La Legge di Bilancio 2023 conferma le procedure a cui eravamo abituati: quadro RW per il monitoraggio obbligatorio e tasse al 26% sulle eventuali plusvalenze. Vengono però introdotti diversi nuovi elementi, tra cui una franchigia da 2000€ sulle plusvalenze, la possibilità di rivalutare gli asset e delle sanzioni ridotte per chi non fosse in regola.

Ecco quindi un approfondimento per aiutarti a comprendere meglio i principali punti della nuova legge. Essendo tutto fuorché chiarissima, occorrerà comunque del tempo per poter disporre di informazioni più precise e non fuorvianti. Non preoccuparti: pubblicheremo nuovi aggiornamenti al bisogno, cosicché tu possa esserne sempre al corrente.

Addio a ricerche Google tipo “tasse crypto Italia” o “bitcoin tasse“: tutto quello di cui hai bisogno lo trovi qui. Se non vuoi perderti le notizie più importanti di ogni giorno, seguici anche sul nostro canale Telegram.

Iniziamo esplorando la definizione di cripto-attività, importantissima per poter capire quali asset sono interessati dalla legge.

Definizione di cripto-attività

La sezione della Legge di Bilancio 2023 inerente al mondo crypto ha inizio con l’Art. 31. Esso contiene diverse diciture che entrano a far parte del Testo Unico delle Imposte sui Redditi, disciplinando la tassazione degli asset digitali in Italia.

Da subito si incontra il termine cripto-attività, la cui definizione è:

“[…]una rappresentazione digitale di valore o di diritti che possono essere trasferiti e memorizzati elettronicamente, utilizzando la tecnologia di registro distribuito o una tecnologia analoga”

Questa dicitura è estremamente importante: se in precedenza si ricorreva alla parola criptovalute, limitandosi appunto a coin e token, con cripto-attività si va oltre. Di fatto, la tassazione potrà toccare appunto qualsiasi tipologia di asset digitale rientrante nella definizione, come ad esempio i Non-Fungible Token (NFT).

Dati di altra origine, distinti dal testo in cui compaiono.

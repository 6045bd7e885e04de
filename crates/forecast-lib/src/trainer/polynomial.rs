//! Lag-polynomial helpers
//!
//! Polynomials are coefficient vectors in the backshift operator B, lowest
//! degree first, so `[1.0, -0.5]` is `1 - 0.5B`.

/// Product of two lag polynomials
pub fn multiply(a: &[f64], b: &[f64]) -> Vec<f64> {
    if a.is_empty() || b.is_empty() {
        return Vec::new();
    }
    let mut out = vec![0.0; a.len() + b.len() - 1];
    for (i, x) in a.iter().enumerate() {
        for (j, y) in b.iter().enumerate() {
            out[i + j] += x * y;
        }
    }
    out
}

/// `1 - c1 B^step - c2 B^(2 step) - ...`
pub fn ar_factor(coefficients: &[f64], step: usize) -> Vec<f64> {
    let mut poly = vec![0.0; coefficients.len() * step + 1];
    poly[0] = 1.0;
    for (i, c) in coefficients.iter().enumerate() {
        poly[(i + 1) * step] = -c;
    }
    poly
}

/// `1 + c1 B^step + c2 B^(2 step) + ...`
pub fn ma_factor(coefficients: &[f64], step: usize) -> Vec<f64> {
    let mut poly = vec![0.0; coefficients.len() * step + 1];
    poly[0] = 1.0;
    for (i, c) in coefficients.iter().enumerate() {
        poly[(i + 1) * step] = *c;
    }
    poly
}

/// `(1 - B)^d (1 - B^s)^D`
pub fn differencing(d: usize, seasonal_d: usize, period: usize) -> Vec<f64> {
    let mut poly = vec![1.0];
    for _ in 0..d {
        poly = multiply(&poly, &[1.0, -1.0]);
    }
    let mut seasonal = vec![0.0; period + 1];
    seasonal[0] = 1.0;
    seasonal[period] = -1.0;
    for _ in 0..seasonal_d {
        poly = multiply(&poly, &seasonal);
    }
    poly
}

/// Filter `y` through `poly`, dropping the first `poly.len() - 1` values
pub fn apply(poly: &[f64], y: &[f64]) -> Vec<f64> {
    let lag = poly.len().saturating_sub(1);
    if y.len() <= lag {
        return Vec::new();
    }
    (lag..y.len())
        .map(|t| poly.iter().enumerate().map(|(i, c)| c * y[t - i]).sum())
        .collect()
}

/// Whether the AR recursion `x_t = a1 x_{t-1} + ... + ap x_{t-p}` is stationary.
///
/// Uses the Levinson step-down recursion: the model is stationary iff every
/// implied partial autocorrelation lies strictly inside (-1, 1).
pub fn is_stationary(coefficients: &[f64]) -> bool {
    let mut a = coefficients.to_vec();
    while let Some(&kappa) = a.last() {
        if !kappa.is_finite() || kappa.abs() >= 1.0 {
            return false;
        }
        let k = a.len();
        let denom = 1.0 - kappa * kappa;
        let prev: Vec<f64> = (0..k - 1)
            .map(|j| (a[j] + kappa * a[k - 2 - j]) / denom)
            .collect();
        a = prev;
    }
    true
}

/// Whether `1 + c1 B + ... + cq B^q` has all roots outside the unit circle
pub fn is_invertible(coefficients: &[f64]) -> bool {
    let negated: Vec<f64> = coefficients.iter().map(|c| -c).collect();
    is_stationary(&negated)
}

#[cfg(test)]
mod tests {
    use super::*;

    #[test]
    fn test_multiply_seasonal_factors() {
        // (1 - 0.5B)(1 - 0.3B^2) = 1 - 0.5B - 0.3B^2 + 0.15B^3
        let poly = multiply(&ar_factor(&[0.5], 1), &ar_factor(&[0.3], 2));
        assert_eq!(poly.len(), 4);
        assert!((poly[1] + 0.5).abs() < 1e-12);
        assert!((poly[2] + 0.3).abs() < 1e-12);
        assert!((poly[3] - 0.15).abs() < 1e-12);
    }

    #[test]
    fn test_differencing_polynomial() {
        assert_eq!(differencing(0, 0, 12), vec![1.0]);
        assert_eq!(differencing(2, 0, 12), vec![1.0, -2.0, 1.0]);

        let seasonal = differencing(1, 1, 4);
        assert_eq!(seasonal, vec![1.0, -1.0, 0.0, 0.0, -1.0, 1.0]);
    }

    #[test]
    fn test_apply_first_difference() {
        let w = apply(&differencing(1, 0, 12), &[1.0, 3.0, 6.0, 10.0]);
        assert_eq!(w, vec![2.0, 3.0, 4.0]);
        assert!(apply(&[1.0, -1.0], &[5.0]).is_empty());
    }

    #[test]
    fn test_stationarity_step_down() {
        assert!(is_stationary(&[]));
        assert!(is_stationary(&[0.5]));
        assert!(!is_stationary(&[1.0]));
        assert!(!is_stationary(&[-1.2]));
        assert!(is_stationary(&[0.5, 0.3]));
        assert!(!is_stationary(&[0.5, 0.6]));
        assert!(is_stationary(&[1.2, -0.5]));
        assert!(!is_stationary(&[f64::NAN]));
    }

    #[test]
    fn test_invertibility() {
        assert!(is_invertible(&[0.4]));
        assert!(is_invertible(&[-0.9]));
        assert!(!is_invertible(&[1.5]));
        assert!(!is_invertible(&[0.5, 1.0]));
    }
}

Ebbene sì: stando al testo, dovremo dichiarare tutto ciò che è in nostro possesso. Non solo: trattandosi di una legge dedicata al tema “tassazione criptovalute“, saremo tenuti a pagare le relative tasse ove dovute. Approfondiamo il tema.

“Il termine “cripto-attività” raggruppa tutti gli asset digitali su blockchain, non solo le criptovalute”

Plusvalenze e tasse su guadagni criptovalute

Innanzitutto vediamo quali sono le fattispecie rientranti nel termine plusvalenze su criptovalute e tasse.

Il comma c-sexies, contenuto nella Legge di Bilancio e inserito nel Testo Unico menzionato in precedenza, sostiene che:

“[…]le plusvalenze e gli altri proventi realizzati mediante rimborso o cessione a titolo oneroso, permuta o detenzione di cripto-attività”

Ragionandoci, la chiarezza varia in base al caso. Ad esempio, è palese che la legge venga applicata se vi è conversione di una plusvalenza in valuta fiat. Se acquistassimo 1 ETH a 100€ e lo rivendessimo a 3000 (incassando euro), rientreremmo nella casistica.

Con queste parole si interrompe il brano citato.